After Jan. 22, the epidemic entered the outbreak stage, when the information about the virus was clear, and the negative sentiment of the public began to shift to the epidemic information. The negative sentiment at this stage were mainly aimed at “the lockdown of Wuhan” and “shortage of medical supplies.” After the government officially announced the closure of Wuhan on Jan. 23, the public’s negative sentiment rose obviously. On the one hand, they were worried that the medical resources after the closure would be difficult to access; and on the other hand, they expressed dissatisfaction and anger at those who were still fleeing Wuhan. On Jan.30, after the Joint Prevention and Control Mechanism of the State Council introduced the transport guarantee policies in epidemic prevention and control, the public’s worries about materials were mitigated, and the public’s positive sentiment increased significantly.
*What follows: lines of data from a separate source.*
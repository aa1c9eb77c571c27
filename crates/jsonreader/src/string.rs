//! The string view (spec §4.G): presents a JSON string token as a sequence
//! of Unicode characters despite being stored as JSON text with escapes.
//!
//! Escape decoding follows RFC 7159 §7. Lone UTF-16 surrogates (e.g. from a
//! bare `\uDFAA` with no matching low surrogate) cannot be represented by
//! Rust's `char`, so the byte-level decode (`to_decoded_bytes`,
//! `as_bytes_if_no_escape`, and key comparison in `scanner::key_matches`)
//! preserves them as the three-byte sequence a naive per-code-unit UTF-8
//! encoder would produce (not valid UTF-8, matching the "tolerate broken
//! Unicode" policy); the `char`-producing iterator substitutes U+FFFD at
//! that position, since it has no other choice.

use alloc::{string::String, vec::Vec};

use bstr::ByteSlice;

use crate::{byte_source::ByteSource, error::ScanErrorKind, scanner};

/// A lazy view over a JSON string value.
#[derive(Clone, Copy)]
pub struct StringHandle<'a, S: ByteSource> {
    source: &'a S,
    /// Offset of the opening quote.
    offset: usize,
    /// Offset of the closing quote.
    quote_end: usize,
    has_escape: bool,
}

impl<'a, S: ByteSource> StringHandle<'a, S> {
    pub(crate) fn new(source: &'a S, offset: usize) -> Result<Self, ScanErrorKind> {
        let (quote_end, has_escape) = scanner::end_of_string(source, offset)?;
        Ok(Self {
            source,
            offset,
            quote_end,
            has_escape,
        })
    }

    /// Builds a handle from already-scanned boundaries, skipping a repeat
    /// call to [`scanner::end_of_string`]. Used when a member or element has
    /// already been located by the scanner.
    pub(crate) fn from_scanned(source: &'a S, offset: usize, quote_end: usize, has_escape: bool) -> Self {
        Self {
            source,
            offset,
            quote_end,
            has_escape,
        }
    }

    /// Offset of the opening quote (the handle's canonical offset).
    #[must_use]
    pub fn offset(&self) -> usize {
        self.offset
    }

    /// Offset of the last byte of the verbatim JSON text (the closing
    /// quote).
    #[must_use]
    pub fn end_offset(&self) -> usize {
        self.quote_end
    }

    fn content_start(&self) -> usize {
        self.source.advance(self.offset)
    }

    /// Byte length of the string body (between the quotes, escapes not yet
    /// decoded).
    #[must_use]
    pub fn byte_len(&self) -> usize {
        self.quote_end - self.content_start()
    }

    /// Whether the source text contains at least one `\` escape.
    #[must_use]
    pub fn has_escape(&self) -> bool {
        self.has_escape
    }

    /// A zero-copy borrow of the raw (still-escaped) body, if the source
    /// supports contiguous slicing over this range and the body has no
    /// escapes to decode.
    #[must_use]
    pub fn as_bytes_if_no_escape(&self) -> Option<&'a [u8]> {
        if self.has_escape {
            return None;
        }
        let content_start = self.content_start();
        if self.quote_end == content_start {
            return Some(&[]);
        }
        self.source.try_as_slice(content_start, self.quote_end - 1)
    }

    /// Materialises the fully decoded body as raw bytes. For strings with
    /// no escapes this is simply the source bytes between the quotes; for
    /// strings with escapes, each escape is decoded per RFC 7159 §7. Lone
    /// surrogates are preserved as their naive three-byte encoding.
    #[must_use]
    pub fn to_decoded_bytes(&self) -> Vec<u8> {
        decode_body(self.source, self.content_start(), self.quote_end)
    }

    /// Materialises the decoded body as a `String`, replacing any
    /// ill-formed sequences (lone surrogates) with U+FFFD. Use
    /// [`Self::to_decoded_bytes`] when exact byte fidelity matters.
    ///
    /// The common no-escape case borrows the body directly and leans on
    /// `bstr`'s lossy UTF-8 conversion instead of re-decoding through
    /// [`Self::to_decoded_bytes`].
    #[must_use]
    pub fn to_decoded_string_lossy(&self) -> String {
        if let Some(raw) = self.as_bytes_if_no_escape() {
            return raw.to_str_lossy().into_owned();
        }
        self.to_decoded_bytes().to_str_lossy().into_owned()
    }

    /// Iterates decoded `char`s without materialising the whole string.
    #[must_use]
    pub fn chars(&self) -> CharsIter<'a, S> {
        CharsIter {
            source: self.source,
            pos: self.content_start(),
            end: self.quote_end,
        }
    }

    /// Returns `true` if `rel_pos` (relative to the start of the decoded
    /// body) lands on the start of a character rather than inside the bytes
    /// of an escape sequence.
    #[must_use]
    pub fn is_valid_char_position(&self, rel_pos: usize) -> bool {
        let mut pos = self.content_start();
        let target = pos + rel_pos;
        if target > self.quote_end {
            return false;
        }
        while pos < target {
            let b = self.source.byte_at(pos);
            if b == b'\\' {
                // The byte right after `\` is never a valid position.
                let escape_start = self.source.advance(pos);
                if target == escape_start {
                    return false;
                }
                pos = skip_escape(self.source, pos, self.quote_end);
            } else {
                pos = utf8_advance(self.source, pos);
            }
        }
        pos == target
    }
}

/// A lazy, allocation-free iterator over the decoded characters of a JSON
/// string body.
pub struct CharsIter<'a, S: ByteSource> {
    source: &'a S,
    pos: usize,
    end: usize,
}

impl<'a, S: ByteSource> Iterator for CharsIter<'a, S> {
    type Item = char;

    fn next(&mut self) -> Option<char> {
        if self.pos >= self.end {
            return None;
        }
        let b = self.source.byte_at(self.pos);
        if b == b'\\' {
            let (unit, next_pos) = decode_escape(self.source, self.pos, self.end);
            self.pos = next_pos;
            Some(unit.to_char_lossy())
        } else {
            let (ch, next_pos) = decode_utf8_scalar(self.source, self.pos);
            self.pos = next_pos;
            Some(ch)
        }
    }
}

/// One decoded unit: either a full Unicode scalar value, or a lone
/// surrogate code unit that has no paired half.
enum DecodedUnit {
    Scalar(char),
    LoneSurrogate(u16),
}

impl DecodedUnit {
    fn to_char_lossy(&self) -> char {
        match self {
            Self::Scalar(c) => *c,
            Self::LoneSurrogate(_) => '\u{FFFD}',
        }
    }

    /// Encodes this unit the way a naive per-code-unit UTF-8 encoder would,
    /// which for a lone surrogate produces the three-byte sequence the
    /// spec calls for (not valid UTF-8, tolerated on purpose).
    fn encode_wtf8(&self, out: &mut Vec<u8>) {
        match self {
            Self::Scalar(c) => {
                let mut buf = [0u8; 4];
                out.extend_from_slice(c.encode_utf8(&mut buf).as_bytes());
            }
            Self::LoneSurrogate(unit) => {
                let cp = u32::from(*unit);
                out.push(0xE0 | (cp >> 12) as u8);
                out.push(0x80 | ((cp >> 6) & 0x3F) as u8);
                out.push(0x80 | (cp & 0x3F) as u8);
            }
        }
    }
}

/// Decodes the full body `[content_start, quote_end)` into raw WTF-8-ish
/// bytes, used both by `to_decoded_bytes` and by key comparison.
pub(crate) fn decode_body(source: &impl ByteSource, content_start: usize, quote_end: usize) -> Vec<u8> {
    let mut out = Vec::new();
    let mut pos = content_start;
    while pos < quote_end {
        let b = source.byte_at(pos);
        if b == b'\\' {
            let (unit, next_pos) = decode_escape(source, pos, quote_end);
            unit.encode_wtf8(&mut out);
            pos = next_pos;
        } else {
            let (ch, next_pos) = decode_utf8_scalar(source, pos);
            let mut buf = [0u8; 4];
            out.extend_from_slice(ch.encode_utf8(&mut buf).as_bytes());
            pos = next_pos;
        }
    }
    out
}

/// Decodes one escape sequence starting at the `\` byte at `pos`. Returns
/// the decoded unit and the offset just past the escape.
fn decode_escape(source: &impl ByteSource, pos: usize, end: usize) -> (DecodedUnit, usize) {
    let backslash_next = source.advance(pos);
    let kind = source.byte_at(backslash_next);
    let simple = match kind {
        b'"' => Some('"'),
        b'\\' => Some('\\'),
        b'/' => Some('/'),
        b'b' => Some('\u{8}'),
        b'f' => Some('\u{c}'),
        b'n' => Some('\n'),
        b'r' => Some('\r'),
        b't' => Some('\t'),
        _ => None,
    };
    if let Some(ch) = simple {
        return (DecodedUnit::Scalar(ch), source.advance(backslash_next));
    }
    if kind == b'u' {
        let digits_start = source.advance(backslash_next);
        if let Some((code_unit, after_digits)) = read_hex4(source, digits_start, end) {
            if (0xD800..=0xDBFF).contains(&code_unit) {
                // Possible surrogate pair: look for `\uYYYY` immediately
                // following.
                if source.byte_at(after_digits) == b'\\'
                    && source.byte_at(source.advance(after_digits)) == b'u'
                {
                    let low_digits_start = source.advance(source.advance(after_digits));
                    if let Some((low, after_low)) = read_hex4(source, low_digits_start, end) {
                        if (0xDC00..=0xDFFF).contains(&low) {
                            let cp = 0x10000
                                + ((u32::from(code_unit) - 0xD800) << 10)
                                + (u32::from(low) - 0xDC00);
                            if let Some(c) = char::from_u32(cp) {
                                return (DecodedUnit::Scalar(c), after_low);
                            }
                        }
                    }
                }
                return (DecodedUnit::LoneSurrogate(code_unit), after_digits);
            }
            if (0xDC00..=0xDFFF).contains(&code_unit) {
                return (DecodedUnit::LoneSurrogate(code_unit), after_digits);
            }
            // Safe: not a surrogate, so it is a valid scalar value on its own.
            let c = char::from_u32(u32::from(code_unit)).unwrap_or('\u{FFFD}');
            return (DecodedUnit::Scalar(c), after_digits);
        }
        // Too close to the end for four hex digits: retain the literal
        // `\u` prefix as two characters.
        return (DecodedUnit::Scalar('\\'), backslash_next);
    }
    // Unknown escape character: retain the literal backslash; the byte
    // that follows it is then decoded normally on the next call.
    let _ = pos;
    (DecodedUnit::Scalar('\\'), backslash_next)
}

/// Reads exactly four ASCII hex digits starting at `pos`, stopping short of
/// `end`. Returns the parsed value and the offset just past the digits.
fn read_hex4(source: &impl ByteSource, pos: usize, end: usize) -> Option<(u16, usize)> {
    let mut value: u16 = 0;
    let mut cur = pos;
    for _ in 0..4 {
        if cur >= end {
            return None;
        }
        let b = source.byte_at(cur);
        let digit = (b as char).to_digit(16)?;
        value = value.checked_mul(16)?.checked_add(digit as u16)?;
        cur = source.advance(cur);
    }
    Some((value, cur))
}

fn skip_escape(source: &impl ByteSource, pos: usize, end: usize) -> usize {
    let (_, next) = decode_escape(source, pos, end);
    next
}

/// Decodes one UTF-8 scalar value starting at `pos`. Falls back to
/// U+FFFD and a one-byte advance for invalid lead bytes, so malformed
/// input never wedges the iterator.
fn decode_utf8_scalar(source: &impl ByteSource, pos: usize) -> (char, usize) {
    let lead = source.byte_at(pos);
    let Some(len) = utf8_len_from_lead(lead) else {
        return ('\u{FFFD}', source.advance(pos));
    };
    let mut buf = [0u8; 4];
    let mut cur = pos;
    for slot in buf.iter_mut().take(len) {
        *slot = source.byte_at(cur);
        cur = source.advance(cur);
    }
    match core::str::from_utf8(&buf[..len]) {
        Ok(s) => match s.chars().next() {
            Some(ch) => (ch, cur),
            None => ('\u{FFFD}', source.advance(pos)),
        },
        Err(_) => ('\u{FFFD}', source.advance(pos)),
    }
}

fn utf8_advance(source: &impl ByteSource, pos: usize) -> usize {
    decode_utf8_scalar(source, pos).1
}

fn utf8_len_from_lead(b0: u8) -> Option<usize> {
    if b0 < 0x80 {
        Some(1)
    } else if (0xC2..=0xDF).contains(&b0) {
        Some(2)
    } else if (0xE0..=0xEF).contains(&b0) {
        Some(3)
    } else if (0xF0..=0xF4).contains(&b0) {
        Some(4)
    } else {
        None
    }
}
From Feb. 6, the epidemic entered the fluctuate stage. On the same day, the Leading Group of the CPC Central Committee for Novel Coronavirus Prevention and Control announced at its meeting that it was necessary to further improve the prevention and control of the epidemic and ensure market supply. Upon the increase of supports for medical prevention and control materials, the proportion of negative sentiment obviously decreased, and the public’s discussion on the inflection point of the epidemic and the resumption of work & production increased. However, after the government announced on Feb. 19 that “the current epidemic situation is still grim and the resumption of work may be delayed,” the proportion of negative sentiment of the public increased, showing that the public was looking forward to resuming work and normal life as soon as possible. Meanwhile, according to the analysis of public sentiments, the epidemic situation in China was relatively stable at this stage, while the epidemic in other countries represented by Japan begun to show up initially.

Discussion

This study proposes a public sentiment analysis method based on unstructured Weibo data, and applies and analyzes related Weibo contents during the COVID-19 epidemic. This method processes unstructured Weibo data through data coding; deeply mines emotional elements and content elements in text data, analyzes sentiment polarity, identifies and classifies topics on Weibo. This method has proved effective [25–27]. In this paper, the Weibo sentiment dictionary has been constructed by manual tagging, and the accuracy of the Weibo sentiment polarity analysis reaches 85%. Topic analysis can be used to quantitatively analyze emotional sources and has been applied in some previous studies on sentiment analysis of social networks [28, 29]. Hierarchical topic identification was conducted on Weibo text through the LDA topic induction algorithm. A total of five first-level topics and 20 second-level topics were summarized. The results show that this method can effectively identify and analyze the public sentiments of Weibo.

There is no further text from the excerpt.